- [Work instructions] Which lines below include the string "first"? Please show each one.

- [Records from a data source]
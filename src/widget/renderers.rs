//! Renderers that commit widget views to the terminal.

use anyhow::{Context, Result};
use serde::Serialize;
use std::io::Write;

use super::{RemoteView, TextSlot, WidgetId, WidgetRenderer};

/// Prints each committed view as a logger block.
#[derive(Debug, Default)]
pub struct TerminalRenderer;

impl WidgetRenderer for TerminalRenderer {
    fn update_widget(&mut self, id: WidgetId, view: &RemoteView) -> Result<()> {
        log_block_start!("Widget {}", id);
        for slot in [TextSlot::Count, TextSlot::Subtitle] {
            if let Some(text) = view.text(slot) {
                log_indented!("{}: {}", slot.id(), text);
            }
        }
        Ok(())
    }
}

#[derive(Serialize)]
struct JsonLine<'a> {
    instance: WidgetId,
    #[serde(flatten)]
    view: &'a RemoteView,
}

/// Writes one JSON object per committed view.
pub struct JsonRenderer<W: Write> {
    out: W,
}

impl JsonRenderer<std::io::Stdout> {
    pub fn stdout() -> Self {
        Self::new(std::io::stdout())
    }
}

impl<W: Write> JsonRenderer<W> {
    pub fn new(out: W) -> Self {
        Self { out }
    }

    pub fn into_inner(self) -> W {
        self.out
    }
}

impl<W: Write> WidgetRenderer for JsonRenderer<W> {
    fn update_widget(&mut self, id: WidgetId, view: &RemoteView) -> Result<()> {
        let line = JsonLine { instance: id, view };
        serde_json::to_writer(&mut self.out, &line)
            .with_context(|| format!("Failed to write view for widget {id}"))?;
        self.out.write_all(b"\n")?;
        self.out.flush()?;
        Ok(())
    }
}

#[cfg(test)]
mod tests {
    use super::*;
    use crate::snapshot::parse;

    #[test]
    fn test_json_renderer_writes_one_line_per_instance() {
        let view = RemoteView::from_state(&parse(Some(r#"{"totalStock": 3, "inboundToday": 1}"#)));
        let mut renderer = JsonRenderer::new(Vec::new());

        renderer.update_widget(WidgetId(1), &view).unwrap();
        renderer.update_widget(WidgetId(2), &view).unwrap();

        let output = String::from_utf8(renderer.into_inner()).unwrap();
        let lines: Vec<_> = output.lines().collect();
        assert_eq!(lines.len(), 2);

        let first: serde_json::Value = serde_json::from_str(lines[0]).unwrap();
        assert_eq!(first["instance"], 1);
        assert_eq!(first["widget_count"], "3");
        assert_eq!(first["widget_subtitle"], "总库存 · 今日入库 1");

        let second: serde_json::Value = serde_json::from_str(lines[1]).unwrap();
        assert_eq!(second["instance"], 2);
    }

    #[test]
    fn test_terminal_renderer_accepts_partial_view() {
        let mut view = RemoteView::new();
        view.set_text(TextSlot::Count, "--");
        assert!(TerminalRenderer.update_widget(WidgetId(1), &view).is_ok());
    }
}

- [Result for this task]
        let first: serde_json::Value = serde_json::from_str(lines[0]).unwrap();
        assert_eq!(first["instance"], 1);
        assert_eq!(first["widget_count"], "3");
        assert_eq!(first["widget_subtitle"], "总库存 · 今日入库 1");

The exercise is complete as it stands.